The shopping carts.

Jessica Mawhinney
2 min readFeb 4, 2022
Photo by Boudewijn Huysmans on Unsplash

I run with my dog, Lita, down the canal almost every day after work now that the weather is nice. The water has been drained for about a week and the city cleans out everything that people have thrown in with small bulldozers; collecting it in a pile at the edge of the concrete wall. It’s mostly shopping carts from the nearby grocery store piled on one another, like a cheerleading pyramid, but there’s usually a few other interesting items. I like to take a break on my run at this part of the canal to look at the trash pile and see what else has been collected. Today there was a lawnmower, a lacrosse stick, a fishing pole and a flashing street baracade. Why anyone throws this stuff into the water is beyond me. Teenagers, I guess. Who else would put in the effort to huck a fifty pound lawnmower in a canal?

So here I am staring at the trash pile, when Lita starts to take a shit right in the middle of the path. Not really a big deal, I have one of those little plastic baggies to pick it up with tied to her leash. But here’s the thing — I’m right in the middle of the canal — Which means it’s about a quarter mile either way to get to a garbage can. Immediately I check the surroundings, and of course here comes a woman. Not just any woman, but a woman in a visor. Women in visors mean business. They don’t take any shit. Get it? She stares right at us as Lita pinches off. Her turds are piled on one another, just like the shopping carts, right in the middle of the path. And here comes the woman, her hair flapping against her visor as she marches towards me. She makes eye contact with me and looks down at the shit, telling me with her eyes that I better have that gone before she gets there.
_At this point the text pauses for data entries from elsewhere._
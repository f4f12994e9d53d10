//! HTTP middleware stack for storefront.
//!
//! # Middleware Order (outermost first)
//!
//! 1. Sentry layers (capture errors, transactions)
//! 2. `TraceLayer` (request span with status and latency)
//! 3. Request ID (add unique ID to each request)
//! 4. CSP nonce (generate per-request nonce for inline scripts)
//! 5. Security headers (CSP, frame and referrer policy)
//! 6. Session layer (tower-sessions with `PostgreSQL` store, holds the cart)
//! 7. Rate limiting on checkout and appointment submissions (governor)

pub mod csp;
pub mod rate_limit;
pub mod request_id;
pub mod security_headers;
pub mod session;

pub use csp::{CspNonce, csp_nonce_middleware};
pub use rate_limit::form_rate_limiter;
pub use request_id::request_id_middleware;
pub use security_headers::security_headers_middleware;
pub use session::create_session_layer;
I picked it up, in the way a child does as when they are told they have to do something they don’t want to. I smiled smugly as she passes me. ‘There. Are you happy?” I asked her with my squinting eyes and smug smile. She raises her eyebrows and smiles just as smugly back at me, as if to tell me she knows that if she wasn’t there I would have just left the steaming shit pile in the middle of the path. And she is right, I would have. Because running for a quarter mile with a bag of shit in your hand is terrible.